The big one just nodded, staring at the jungle around where the dropships had burned away the vegetation.
Another grinding sound that shook the ground, causing dust to raise up from the thruster-scorched ground.
--skyeye gap 2 min last 41 min-- 471 warned Vuxten.
”We've got a gap in the satellite coverage coming up,” Vuxten said. ”Two minutes from now, it'll last for 41 minutes.”
”GET READY, BROTHERS!” the large one roared out. The massive four legged black warsteel cyborg deployed guns from the back. Vuxten checked his 20mm magac cannon, making sure the ammunition hopper's creation engine was warming up.
Warbois moved into position in between others as the armored Terrans checked their weapons and got ready. To Vuxten it felt almost as if the jungle was waiting, as if it was gathering itself, clenching like a fist.
”You feel it, don't you, brother?” the female Terran with the slit throat burbled, turning to look at Vuxten.

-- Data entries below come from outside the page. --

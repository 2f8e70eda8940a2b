//! Deployment of a plugin project into a QGIS profile

use std::path::{Path, PathBuf};

use serde::Serialize;

use crate::backup::BackupRotator;
use crate::config::Settings;
use crate::filter::PathFilter;
use crate::progress::{Operation, ProgressEvent, ProgressFn, ignore_progress};
use crate::sync::{DirectorySynchronizer, SyncOptions, SyncReport};
use crate::{Error, Result};

/// Inputs for [`deploy`]
#[derive(Debug, Clone)]
pub struct DeployOptions {
    /// Plugin project to deploy
    pub project_root: PathBuf,
    /// Profile `python/plugins` directory
    pub plugins_dir: PathBuf,
    /// Directory name of the deployed plugin
    pub slug: String,
    /// Back up an existing deployment before syncing over it
    pub backup: bool,
    /// Backups kept after rotation; 0 keeps all
    pub max_backups: usize,
    /// Deploy development directories too
    pub include_dev: bool,
    /// Report what would change without writing anything
    pub dry_run: bool,
}

impl DeployOptions {
    pub fn new(
        project_root: impl Into<PathBuf>,
        plugins_dir: impl Into<PathBuf>,
        slug: impl Into<String>,
    ) -> Self {
        Self::from_settings(project_root, plugins_dir, slug, &Settings::default())
    }

    /// Options seeded from resolved [`Settings`].
    pub fn from_settings(
        project_root: impl Into<PathBuf>,
        plugins_dir: impl Into<PathBuf>,
        slug: impl Into<String>,
        settings: &Settings,
    ) -> Self {
        Self {
            project_root: project_root.into(),
            plugins_dir: plugins_dir.into(),
            slug: slug.into(),
            backup: settings.backup,
            max_backups: settings.max_backups,
            include_dev: false,
            dry_run: false,
        }
    }

    /// Where the plugin ends up.
    pub fn target(&self) -> PathBuf {
        self.plugins_dir.join(&self.slug)
    }
}

/// Outcome of a deployment
#[derive(Debug, Clone, Default, Serialize)]
pub struct DeployReport {
    /// Deployed plugin directory
    pub target: PathBuf,
    /// Backup taken of the previous deployment, if any
    pub backup: Option<PathBuf>,
    /// Old backups deleted by rotation
    pub rotated: Vec<PathBuf>,
    pub sync: SyncReport,
}

/// Deploy a project, backing up and rotating the previous deployment first.
pub fn deploy(options: &DeployOptions) -> Result<DeployReport> {
    deploy_with_progress(options, &mut ignore_progress)
}

pub fn deploy_with_progress(
    options: &DeployOptions,
    progress: &mut ProgressFn<'_>,
) -> Result<DeployReport> {
    progress(ProgressEvent::Started {
        operation: Operation::Deploy,
        total: None,
    });

    let rotator = BackupRotator::new(&options.plugins_dir, &options.slug);
    let mut report = DeployReport {
        target: rotator.target(),
        ..DeployReport::default()
    };
    tracing::info!(
        project = %options.project_root.display(),
        target = %report.target.display(),
        "Deploying plugin"
    );

    if options.backup && report.target.is_dir() {
        if options.dry_run {
            tracing::info!("Dry run, skipping backup");
        } else {
            let backup = rotator.create()?;
            report.backup = Some(backup.path);
            report.rotated = rotator
                .rotate(options.max_backups)?
                .into_iter()
                .map(|entry| entry.path)
                .collect();
        }
    }

    let filter = PathFilter::for_project(&options.project_root, options.include_dev);
    report.sync = DirectorySynchronizer::new(&filter)
        .with_options(SyncOptions {
            dry_run: options.dry_run,
        })
        .sync_with_progress(&options.project_root, &report.target, progress)?;

    progress(ProgressEvent::Finished {
        operation: Operation::Deploy,
    });
    tracing::info!(changes = report.sync.changes(), "Deploy complete");
    Ok(report)
}

/// The `python/plugins` directory of a QGIS 3 profile.
pub fn plugin_dir(profile: &str) -> Result<PathBuf> {
    let data = dirs::data_dir().ok_or(Error::DataDirUnavailable)?;
    Ok(plugin_dir_in(&data, profile))
}

pub(crate) fn plugin_dir_in(data_dir: &Path, profile: &str) -> PathBuf {
    data_dir
        .join("QGIS")
        .join("QGIS3")
        .join("profiles")
        .join(profile)
        .join("python")
        .join("plugins")
}
//! Removal of Python cache artifacts from a project tree

use std::path::{Path, PathBuf};

use qm_fs::io;
use serde::Serialize;
use walkdir::WalkDir;

use crate::Result;
use crate::package::walk_error;

/// What [`clean_artifacts`] removed
#[derive(Debug, Clone, Default, PartialEq, Eq, Serialize)]
pub struct CleanReport {
    /// `__pycache__` directories
    pub directories_removed: Vec<PathBuf>,
    /// Stray `*.pyc` files outside cache directories
    pub files_removed: Vec<PathBuf>,
}

/// Delete every `__pycache__` directory and `*.pyc` file under `root`.
pub fn clean_artifacts(root: &Path) -> Result<CleanReport> {
    tracing::info!(root = %root.display(), "Cleaning artifacts");
    let mut report = CleanReport::default();

    let mut walker = WalkDir::new(root).min_depth(1).into_iter();
    while let Some(entry) = walker.next() {
        let entry = entry.map_err(|e| walk_error(root, e))?;
        let file_type = entry.file_type();

        if file_type.is_dir() && entry.file_name() == "__pycache__" {
            walker.skip_current_dir();
            io::remove_entry(entry.path())?;
            tracing::debug!(path = %entry.path().display(), "Removed cache directory");
            report.directories_removed.push(entry.into_path());
        } else if file_type.is_file() && entry.path().extension().is_some_and(|ext| ext == "pyc") {
            io::remove_entry(entry.path())?;
            tracing::debug!(path = %entry.path().display(), "Removed bytecode file");
            report.files_removed.push(entry.into_path());
        }
    }

    tracing::info!(
        directories = report.directories_removed.len(),
        files = report.files_removed.len(),
        "Clean complete"
    );
    Ok(report)
}
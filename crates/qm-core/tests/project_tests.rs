//! Tests for project discovery, naming and cleanup

use pretty_assertions::assert_eq;
use qm_core::clean::clean_artifacts;
use qm_core::project::{find_project_root, slugify};
use qm_core::{Error, Settings};
use qm_test_utils::TestProject;

#[test]
fn test_find_project_root_from_nested_dir() {
    let project = TestProject::new();
    project.with_metadata("Demo", "1.0");
    let nested = project.mkdir("gui/widgets");

    let root = find_project_root(&nested).unwrap();

    assert!(root.join("metadata.txt").is_file());
    assert_eq!(root.file_name(), project.root().file_name());
}

#[test]
fn test_find_project_root_missing_metadata() {
    let project = TestProject::new();
    let nested = project.mkdir("gui");

    // A metadata.txt further up (outside the temp dir) would be found too
    if let Err(e) = find_project_root(&nested) {
        assert!(matches!(e, Error::ProjectRootNotFound { .. }));
    }
}

#[test]
fn test_slug_from_metadata_name() {
    assert_eq!(slugify("QGIS Plugin Manager"), "qgis_plugin_manager");
}

#[test]
fn test_clean_artifacts_keeps_sources() {
    let project = TestProject::new();
    project.write("plugin.py", "");
    project.write("__pycache__/plugin.cpython-312.pyc", "");
    project.write("gui/__pycache__/dialog.cpython-312.pyc", "");
    project.write("gui/old.pyc", "");

    let report = clean_artifacts(project.root()).unwrap();

    assert_eq!(report.directories_removed.len(), 2);
    assert_eq!(report.files_removed.len(), 1);
    project.assert_file_exists("plugin.py");
    project.assert_file_absent("__pycache__");
    project.assert_file_absent("gui/__pycache__");
    project.assert_file_absent("gui/old.pyc");
}

#[test]
fn test_settings_from_project_pyproject() {
    let project = TestProject::new();
    project.write(
        "pyproject.toml",
        "[tool.qgis-manager]\nprofile = \"work\"\nmax_backups = 5\nignore = [\"x\"]\n",
    );

    let settings = Settings::load_from(None, Some(project.root()));

    assert_eq!(settings.profile, "work");
    assert_eq!(settings.max_backups, 5);
    assert!(settings.backup);
}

”Yes, sister,” Vuxten said.
--sixty seconds-- 471 warned.
”Sixty seconds, brothers,” Vuxten called out.
”Incoming artillery in ninety seconds,” One of the heavy armored humans called out.
”Close air support on station,” another roared. There was a faint tremor again.

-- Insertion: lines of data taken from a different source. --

//! Filesystem layer for QGIS Plugin Manager
//!
//! Provides normalized path handling, metadata-preserving copy and removal
//! primitives, and format-detecting configuration loading.

pub mod config;
pub mod constants;
pub mod error;
pub mod io;
pub mod path;

pub use config::ConfigStore;
pub use constants::ProjectFile;
pub use error::{Error, Result};
pub use path::NormalizedPath;
//! Backup creation, listing and rotation

use std::fs;
use std::path::{Path, PathBuf};

use chrono::{Local, NaiveDateTime};
use qm_fs::io;

use crate::{Error, Result};

/// `chrono` format of the timestamp suffix.
pub const TIMESTAMP_FORMAT: &str = "%Y%m%d%H%M%S";

const TIMESTAMP_LEN: usize = 14;

/// A backup directory found next to a deployment
#[derive(Debug, Clone, PartialEq, Eq)]
pub struct BackupEntry {
    /// Slug of the backed-up plugin
    pub slug: String,
    /// Fixed-width `YYYYMMDDHHMMSS` suffix
    pub timestamp: String,
    /// Path to the backup directory
    pub path: PathBuf,
}

impl BackupEntry {
    /// Directory name of a backup taken at `timestamp`.
    pub fn name_for(slug: &str, timestamp: &NaiveDateTime) -> String {
        format!("{}.bak.{}", slug, timestamp.format(TIMESTAMP_FORMAT))
    }

    /// Extract the timestamp from a directory name if it is a backup of
    /// `slug`. Anything but exactly 14 digits after `.bak.` is rejected.
    pub fn parse_name<'n>(slug: &str, name: &'n str) -> Option<&'n str> {
        let timestamp = name.strip_prefix(slug)?.strip_prefix(".bak.")?;
        (timestamp.len() == TIMESTAMP_LEN && timestamp.bytes().all(|b| b.is_ascii_digit()))
            .then_some(timestamp)
    }

    /// The directory name of this backup.
    pub fn name(&self) -> String {
        format!("{}.bak.{}", self.slug, self.timestamp)
    }

    /// When the backup was taken, if the timestamp is a valid date.
    pub fn created(&self) -> Option<NaiveDateTime> {
        NaiveDateTime::parse_from_str(&self.timestamp, TIMESTAMP_FORMAT).ok()
    }
}

/// Manages the backups of one plugin inside a plugins directory.
///
/// Rotation and purging are not transactional: if interrupted, backups
/// already deleted stay deleted.
pub struct BackupRotator {
    /// Directory holding the deployment and its backups
    parent: PathBuf,
    /// Plugin slug
    slug: String,
}

impl BackupRotator {
    pub fn new(parent: impl Into<PathBuf>, slug: impl Into<String>) -> Self {
        Self {
            parent: parent.into(),
            slug: slug.into(),
        }
    }

    /// The deployment these backups belong to.
    pub fn target(&self) -> PathBuf {
        self.parent.join(&self.slug)
    }

    /// All backups of this plugin, newest first.
    ///
    /// A missing parent directory has no backups.
    pub fn list(&self) -> Result<Vec<BackupEntry>> {
        if !self.parent.is_dir() {
            return Ok(Vec::new());
        }

        let mut backups = Vec::new();
        for entry in fs::read_dir(&self.parent).map_err(|e| Error::io(&self.parent, e))? {
            let entry = entry.map_err(|e| Error::io(&self.parent, e))?;
            let path = entry.path();
            let Some(name) = entry.file_name().to_str().map(str::to_owned) else {
                continue;
            };
            if let Some(timestamp) = BackupEntry::parse_name(&self.slug, &name)
                && path.is_dir()
            {
                backups.push(BackupEntry {
                    slug: self.slug.clone(),
                    timestamp: timestamp.to_string(),
                    path,
                });
            }
        }

        backups.sort_by(|a, b| b.timestamp.cmp(&a.timestamp));
        Ok(backups)
    }

    /// Copy the current deployment into a backup stamped with the local time.
    pub fn create(&self) -> Result<BackupEntry> {
        self.create_at(&Local::now().naive_local())
    }

    /// Copy the current deployment into a backup stamped with `timestamp`.
    ///
    /// # Errors
    ///
    /// Fails with [`Error::BackupExists`] if a backup with that name is
    /// already present, and with a filesystem error if copying fails.
    pub fn create_at(&self, timestamp: &NaiveDateTime) -> Result<BackupEntry> {
        let name = BackupEntry::name_for(&self.slug, timestamp);
        let path = self.parent.join(&name);
        if path.exists() {
            return Err(Error::BackupExists { path });
        }

        let target = self.target();
        tracing::info!(backup = %path.display(), "Creating backup");
        let files = io::copy_tree(&target, &path)?;
        tracing::debug!(files, "Backup complete");

        Ok(BackupEntry {
            slug: self.slug.clone(),
            timestamp: timestamp.format(TIMESTAMP_FORMAT).to_string(),
            path,
        })
    }

    /// Keep the `limit` most recent backups and delete the rest.
    ///
    /// `limit == 0` disables rotation and deletes nothing; use
    /// [`purge`](Self::purge) to delete every backup. Returns the deleted
    /// entries.
    pub fn rotate(&self, limit: usize) -> Result<Vec<BackupEntry>> {
        if limit == 0 {
            return Ok(Vec::new());
        }

        let stale: Vec<BackupEntry> = self.list()?.into_iter().skip(limit).collect();
        for backup in &stale {
            tracing::info!(backup = %backup.path.display(), "Removing old backup");
            io::remove_entry(&backup.path)?;
        }
        Ok(stale)
    }

    /// Delete every backup of this plugin. Returns the deleted entries.
    pub fn purge(&self) -> Result<Vec<BackupEntry>> {
        let backups = self.list()?;
        for backup in &backups {
            tracing::info!(backup = %backup.path.display(), "Purging backup");
            io::remove_entry(&backup.path)?;
        }
        Ok(backups)
    }
}

/// Keep the `limit` most recent `{slug}.bak.*` directories under `parent`.
///
/// See [`BackupRotator::rotate`].
pub fn rotate_backups(parent: &Path, slug: &str, limit: usize) -> Result<Vec<BackupEntry>> {
    BackupRotator::new(parent, slug).rotate(limit)
}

One of the huge robotic looking ones raised its arms to the sky and screamed in rage.
--thirty seconds--
”Thirty seconds!” Vuxten warned.
”Sixty seconds till artillery impace,” another called out.
Vuxten's armor notified him of incoming artillery, high parabolic arcs fired by 223 Field Artillery Regiment. Fuel air explosives coming in aimed around the grouped up troops.
”FIFTEEN SECONDS!” Vuxten yelled. Another mild quake shuddered across the clearing.
The large robotic looking ones readied their weapons.
Vuxten could feel the hatred of the jungle, feel it tensing and getting ready. It was almost pounding at him, waves of hatred that were getting stronger and stronger. Not like the dismissive empty disdain of the Overseers, not like the negligent anger of the Precursor machines, unlike the clean burning wrath and hate of the Imperium troops. The hatred he could feel from the jungle was greasy, cloying, almost gleeful in its hatred of him. Like it wanted to not only kill him but completely obliterate him.
That feeling was one of the reasons he hated the jungle and its creatures.
The countdown ended and a hush fell over the large clearing, even the hissing of the armor and power chassis becoming muted, the idling chainswords seeming to recede, the burning hiss of the flamers quieting.